Even as Chinese officials tried to reassure their own public that shortages of medical supplies were being addressed, and that food prices were stable, the spillover effects of China’s isolation reverberated through the Chinese stock market, which had been closed since Jan. 23 for the Lunar New Year holiday. Investors confronting the prospect that the world’s No. 2 economy could suffer severe constraints sent stock prices tumbling by 8 percent.
In a note to clients, Tai Hui, J.P. Morgan’s chief market strategist in Asia, wrote that, “As the number of infections is still likely to rise in the weeks ahead, we would expect the Chinese onshore equity market to come under pressure.”

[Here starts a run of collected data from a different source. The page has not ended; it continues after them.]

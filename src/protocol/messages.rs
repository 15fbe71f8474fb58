//! Protocol message definitions
//!
//! Inbound envelopes are classified into [`Inbound`] and known events are
//! decoded into the typed [`ServerEvent`] union. Outbound traffic is limited
//! to heartbeat [`ControlFrame`]s.

use std::fmt;
use std::str::FromStr;

use serde::{Deserialize, Serialize};
use serde_json::{Map, Value};

use crate::error::{Error, Result};

// ─────────────────────────────────────────────────────────────────
// Event Tags
// ─────────────────────────────────────────────────────────────────

/// Discriminant naming which domain event occurred
#[derive(Debug, Clone, Copy, PartialEq, Eq, Hash, Serialize, Deserialize)]
#[serde(rename_all = "snake_case")]
pub enum EventTag {
    /// Welcome frame sent by the server right after the handshake
    Connected,
    ViolationCreated,
    ViolationResolved,
    ViolationDeleted,
    AgentUpdated,
    AgentDeleted,
    AgentStatusChanged,
    RuleUpdated,
    RuleToggled,
    RuleDeleted,
}

impl EventTag {
    /// Every tag the server is known to emit
    pub const ALL: [EventTag; 10] = [
        EventTag::Connected,
        EventTag::ViolationCreated,
        EventTag::ViolationResolved,
        EventTag::ViolationDeleted,
        EventTag::AgentUpdated,
        EventTag::AgentDeleted,
        EventTag::AgentStatusChanged,
        EventTag::RuleUpdated,
        EventTag::RuleToggled,
        EventTag::RuleDeleted,
    ];

    /// Wire name of the tag
    pub fn as_str(&self) -> &'static str {
        match self {
            EventTag::Connected => "connected",
            EventTag::ViolationCreated => "violation_created",
            EventTag::ViolationResolved => "violation_resolved",
            EventTag::ViolationDeleted => "violation_deleted",
            EventTag::AgentUpdated => "agent_updated",
            EventTag::AgentDeleted => "agent_deleted",
            EventTag::AgentStatusChanged => "agent_status_changed",
            EventTag::RuleUpdated => "rule_updated",
            EventTag::RuleToggled => "rule_toggled",
            EventTag::RuleDeleted => "rule_deleted",
        }
    }

    /// Look up a tag by its wire name
    pub fn from_wire(name: &str) -> Option<Self> {
        Self::ALL.iter().copied().find(|tag| tag.as_str() == name)
    }

    /// Whether subscribers may register for this tag.
    ///
    /// `connected` is informational only and never reaches a subscriber.
    pub fn is_subscribable(&self) -> bool {
        !matches!(self, EventTag::Connected)
    }
}

impl fmt::Display for EventTag {
    fn fmt(&self, f: &mut fmt::Formatter<'_>) -> fmt::Result {
        f.write_str(self.as_str())
    }
}

impl FromStr for EventTag {
    type Err = Error;

    fn from_str(s: &str) -> Result<Self> {
        Self::from_wire(s).ok_or_else(|| Error::malformed(format!("unknown event tag '{}'", s)))
    }
}

// ─────────────────────────────────────────────────────────────────
// Payloads
// ─────────────────────────────────────────────────────────────────

/// Identifier of a server-side record.
///
/// The backend emits integer ids for records and string ids for some
/// delete notifications, so both are accepted.
#[derive(Debug, Clone, PartialEq, Eq, Hash, Serialize, Deserialize)]
#[serde(untagged)]
pub enum ResourceId {
    Int(i64),
    Text(String),
}

impl fmt::Display for ResourceId {
    fn fmt(&self, f: &mut fmt::Formatter<'_>) -> fmt::Result {
        match self {
            ResourceId::Int(id) => write!(f, "{}", id),
            ResourceId::Text(id) => f.write_str(id),
        }
    }
}

impl From<i64> for ResourceId {
    fn from(id: i64) -> Self {
        ResourceId::Int(id)
    }
}

impl From<&str> for ResourceId {
    fn from(id: &str) -> Self {
        ResourceId::Text(id.to_string())
    }
}

/// Rule severity
#[derive(Debug, Clone, Copy, PartialEq, Eq, Serialize, Deserialize)]
#[serde(rename_all = "lowercase")]
pub enum Severity {
    Low,
    Medium,
    High,
    Critical,
    #[serde(other)]
    Unknown,
}

/// Payload of the `connected` welcome frame
#[derive(Debug, Clone, PartialEq, Serialize, Deserialize)]
pub struct ConnectedInfo {
    /// Server-assigned id for this socket
    pub client_id: String,

    #[serde(default)]
    pub message: Option<String>,
}

/// Violation as broadcast on create/resolve
#[derive(Debug, Clone, PartialEq, Serialize, Deserialize)]
pub struct ViolationRecord {
    pub id: ResourceId,

    #[serde(default, skip_serializing_if = "Option::is_none")]
    pub agent_id: Option<ResourceId>,

    #[serde(default, skip_serializing_if = "Option::is_none")]
    pub rule_id: Option<ResourceId>,

    #[serde(default, skip_serializing_if = "Option::is_none")]
    pub message: Option<String>,

    /// Detection confidence in `0.0..=1.0`
    #[serde(default, skip_serializing_if = "Option::is_none")]
    pub confidence_score: Option<f64>,

    /// ISO-8601 timestamps are kept verbatim; the backend emits naive times.
    #[serde(default, skip_serializing_if = "Option::is_none")]
    pub detected_at: Option<String>,

    #[serde(default, skip_serializing_if = "Option::is_none")]
    pub resolved_at: Option<String>,

    #[serde(default, skip_serializing_if = "Option::is_none")]
    pub resolved_by: Option<String>,

    #[serde(default, skip_serializing_if = "Option::is_none")]
    pub resolution_notes: Option<String>,

    #[serde(default, skip_serializing_if = "Option::is_none")]
    pub agent: Option<Box<AgentRecord>>,

    #[serde(default, skip_serializing_if = "Option::is_none")]
    pub rule: Option<Box<RuleRecord>>,

    /// Fields this client does not model
    #[serde(flatten)]
    pub extra: Map<String, Value>,
}

impl ViolationRecord {
    /// Whether the violation has been resolved
    pub fn is_resolved(&self) -> bool {
        self.resolved_at.is_some()
    }
}

/// Monitored host as broadcast on update/status change
#[derive(Debug, Clone, PartialEq, Serialize, Deserialize)]
pub struct AgentRecord {
    pub id: ResourceId,

    #[serde(default, skip_serializing_if = "Option::is_none")]
    pub hostname: Option<String>,

    #[serde(default, skip_serializing_if = "Option::is_none")]
    pub ip_address: Option<String>,

    #[serde(default, skip_serializing_if = "Option::is_none")]
    pub os: Option<String>,

    #[serde(default, skip_serializing_if = "Option::is_none")]
    pub version: Option<String>,

    #[serde(default, skip_serializing_if = "Option::is_none")]
    pub is_online: Option<bool>,

    #[serde(default, skip_serializing_if = "Option::is_none")]
    pub last_checkin: Option<String>,

    #[serde(default, skip_serializing_if = "Option::is_none")]
    pub compliance_rate: Option<f64>,

    #[serde(default, skip_serializing_if = "Option::is_none")]
    pub last_scan_at: Option<String>,

    #[serde(default, skip_serializing_if = "Option::is_none")]
    pub last_heartbeat: Option<String>,

    #[serde(flatten)]
    pub extra: Map<String, Value>,
}

/// Compliance rule as broadcast on update/toggle
#[derive(Debug, Clone, PartialEq, Serialize, Deserialize)]
pub struct RuleRecord {
    pub id: ResourceId,

    #[serde(default, skip_serializing_if = "Option::is_none")]
    pub name: Option<String>,

    #[serde(default, skip_serializing_if = "Option::is_none")]
    pub description: Option<String>,

    #[serde(default, skip_serializing_if = "Option::is_none")]
    pub check_expression: Option<String>,

    #[serde(default, skip_serializing_if = "Option::is_none")]
    pub severity: Option<Severity>,

    #[serde(default, skip_serializing_if = "Option::is_none")]
    pub active: Option<bool>,

    #[serde(default, skip_serializing_if = "Option::is_none")]
    pub category: Option<String>,

    #[serde(default, skip_serializing_if = "Option::is_none")]
    pub os_type: Option<String>,

    #[serde(flatten)]
    pub extra: Map<String, Value>,
}

/// Payload of every `*_deleted` event
#[derive(Debug, Clone, PartialEq, Eq, Serialize, Deserialize)]
pub struct DeletedRecord {
    pub id: ResourceId,
}

// ─────────────────────────────────────────────────────────────────
// Server Events (Discriminated Union)
// ─────────────────────────────────────────────────────────────────

/// A decoded server event.
///
/// Typed variants carry `None` when the frame had no `data` field. A known
/// tag whose `data` does not fit its record type arrives as [`ServerEvent::Raw`].
#[derive(Debug, Clone, PartialEq)]
pub enum ServerEvent {
    Connected(Option<ConnectedInfo>),
    ViolationCreated(Option<ViolationRecord>),
    ViolationResolved(Option<ViolationRecord>),
    ViolationDeleted(Option<DeletedRecord>),
    AgentUpdated(Option<AgentRecord>),
    AgentDeleted(Option<DeletedRecord>),
    AgentStatusChanged(Option<AgentRecord>),
    RuleUpdated(Option<RuleRecord>),
    RuleToggled(Option<RuleRecord>),
    RuleDeleted(Option<DeletedRecord>),

    /// Known tag with a payload of an unmodelled shape, kept verbatim
    Raw { tag: EventTag, data: Value },
}

impl ServerEvent {
    /// Decode the `data` of a frame tagged `tag` into its typed variant
    pub fn decode(tag: EventTag, data: Option<&Value>) -> Result<Self> {
        let event = match tag {
            EventTag::Connected => ServerEvent::Connected(payload(tag, data)?),
            EventTag::ViolationCreated => ServerEvent::ViolationCreated(payload(tag, data)?),
            EventTag::ViolationResolved => ServerEvent::ViolationResolved(payload(tag, data)?),
            EventTag::ViolationDeleted => ServerEvent::ViolationDeleted(payload(tag, data)?),
            EventTag::AgentUpdated => ServerEvent::AgentUpdated(payload(tag, data)?),
            EventTag::AgentDeleted => ServerEvent::AgentDeleted(payload(tag, data)?),
            EventTag::AgentStatusChanged => ServerEvent::AgentStatusChanged(payload(tag, data)?),
            EventTag::RuleUpdated => ServerEvent::RuleUpdated(payload(tag, data)?),
            EventTag::RuleToggled => ServerEvent::RuleToggled(payload(tag, data)?),
            EventTag::RuleDeleted => ServerEvent::RuleDeleted(payload(tag, data)?),
        };
        Ok(event)
    }

    /// Decode into the typed variant, keeping the payload as
    /// [`ServerEvent::Raw`] when it does not fit
    pub fn decode_or_raw(tag: EventTag, data: Option<Value>) -> Self {
        match Self::decode(tag, data.as_ref()) {
            Ok(event) => event,
            Err(_) => ServerEvent::Raw {
                tag,
                data: data.unwrap_or(Value::Null),
            },
        }
    }

    /// Whether the payload failed typed decoding
    pub fn is_raw(&self) -> bool {
        matches!(self, ServerEvent::Raw { .. })
    }

    /// Tag of this event
    pub fn tag(&self) -> EventTag {
        match self {
            ServerEvent::Connected(_) => EventTag::Connected,
            ServerEvent::ViolationCreated(_) => EventTag::ViolationCreated,
            ServerEvent::ViolationResolved(_) => EventTag::ViolationResolved,
            ServerEvent::ViolationDeleted(_) => EventTag::ViolationDeleted,
            ServerEvent::AgentUpdated(_) => EventTag::AgentUpdated,
            ServerEvent::AgentDeleted(_) => EventTag::AgentDeleted,
            ServerEvent::AgentStatusChanged(_) => EventTag::AgentStatusChanged,
            ServerEvent::RuleUpdated(_) => EventTag::RuleUpdated,
            ServerEvent::RuleToggled(_) => EventTag::RuleToggled,
            ServerEvent::RuleDeleted(_) => EventTag::RuleDeleted,
            ServerEvent::Raw { tag, .. } => *tag,
        }
    }

    /// Re-encode the payload as JSON (`null` when absent)
    pub fn data_json(&self) -> Value {
        let encoded = match self {
            ServerEvent::Connected(d) => serde_json::to_value(d),
            ServerEvent::ViolationCreated(d) | ServerEvent::ViolationResolved(d) => {
                serde_json::to_value(d)
            }
            ServerEvent::ViolationDeleted(d)
            | ServerEvent::AgentDeleted(d)
            | ServerEvent::RuleDeleted(d) => serde_json::to_value(d),
            ServerEvent::AgentUpdated(d) | ServerEvent::AgentStatusChanged(d) => {
                serde_json::to_value(d)
            }
            ServerEvent::RuleUpdated(d) | ServerEvent::RuleToggled(d) => serde_json::to_value(d),
            ServerEvent::Raw { data, .. } => Ok(data.clone()),
        };
        encoded.unwrap_or(Value::Null)
    }
}

fn payload<T>(tag: EventTag, data: Option<&Value>) -> Result<Option<T>>
where
    T: for<'de> Deserialize<'de>,
{
    match data {
        None | Some(Value::Null) => Ok(None),
        Some(value) => T::deserialize(value)
            .map(Some)
            .map_err(|e| Error::ProtocolUnexpected {
                tag,
                message: e.to_string(),
            }),
    }
}

// ─────────────────────────────────────────────────────────────────
// Inbound Classification
// ─────────────────────────────────────────────────────────────────

/// Classification of one inbound text frame
#[derive(Debug, Clone, PartialEq)]
pub enum Inbound {
    /// A known event with its decoded payload
    Event(ServerEvent),

    /// Heartbeat acknowledgment
    Pong,

    /// An `event` tag this client does not know
    UnknownEvent(String),

    /// Valid JSON of any other shape
    Unrecognized(Value),
}

impl Inbound {
    /// Parse and classify a text frame.
    ///
    /// Fails only when the frame is not a JSON object or when `event` is not
    /// a string.
    pub fn parse(text: &str) -> Result<Self> {
        let value: Value = serde_json::from_str(text).map_err(|e| Error::malformed(e.to_string()))?;

        let mut object = match value {
            Value::Object(object) => object,
            other => {
                return Err(Error::malformed(format!(
                    "expected a JSON object, got {}",
                    json_kind(&other)
                )))
            }
        };

        match object.remove("event") {
            Some(Value::String(name)) => match EventTag::from_wire(&name) {
                Some(tag) => {
                    let data = object.remove("data");
                    Ok(Inbound::Event(ServerEvent::decode_or_raw(tag, data)))
                }
                None => Ok(Inbound::UnknownEvent(name)),
            },
            Some(other) => Err(Error::malformed(format!(
                "'event' must be a string, got {}",
                json_kind(&other)
            ))),
            None => {
                if object.get("type").and_then(Value::as_str) == Some("pong") {
                    Ok(Inbound::Pong)
                } else {
                    Ok(Inbound::Unrecognized(Value::Object(object)))
                }
            }
        }
    }
}

fn json_kind(value: &Value) -> &'static str {
    match value {
        Value::Null => "null",
        Value::Bool(_) => "a boolean",
        Value::Number(_) => "a number",
        Value::String(_) => "a string",
        Value::Array(_) => "an array",
        Value::Object(_) => "an object",
    }
}

// ─────────────────────────────────────────────────────────────────
// Control Frames
// ─────────────────────────────────────────────────────────────────

/// Heartbeat control frame
#[derive(Debug, Clone, Copy, PartialEq, Eq, Serialize, Deserialize)]
#[serde(tag = "type", rename_all = "lowercase")]
pub enum ControlFrame {
    Ping,
    Pong,
}

impl ControlFrame {
    /// Serialize to a JSON text frame
    pub fn to_json(&self) -> Result<String> {
        serde_json::to_string(self).map_err(|e| Error::Internal(e.to_string()))
    }
}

The anxiety also infected global energy markets, where the possibility of falling demand from a hobbled China — the world’s biggest importer of oil — sent prices to the lowest level in more than a year. Ministers from the Organization of Petroleum Exporting Countries, as well as Russia, agreed to meet on Tuesday and Wednesday about possible production cuts.
In Wuhan, ailing residents have been begging for beds at local hospitals. Overwhelmed doctors have run out of medical supplies. In response, the Wuhan government announced that two new hospitals were to be built within weeks. The first hospital, with 1,000 beds, opened Monday after it was built in just eight days.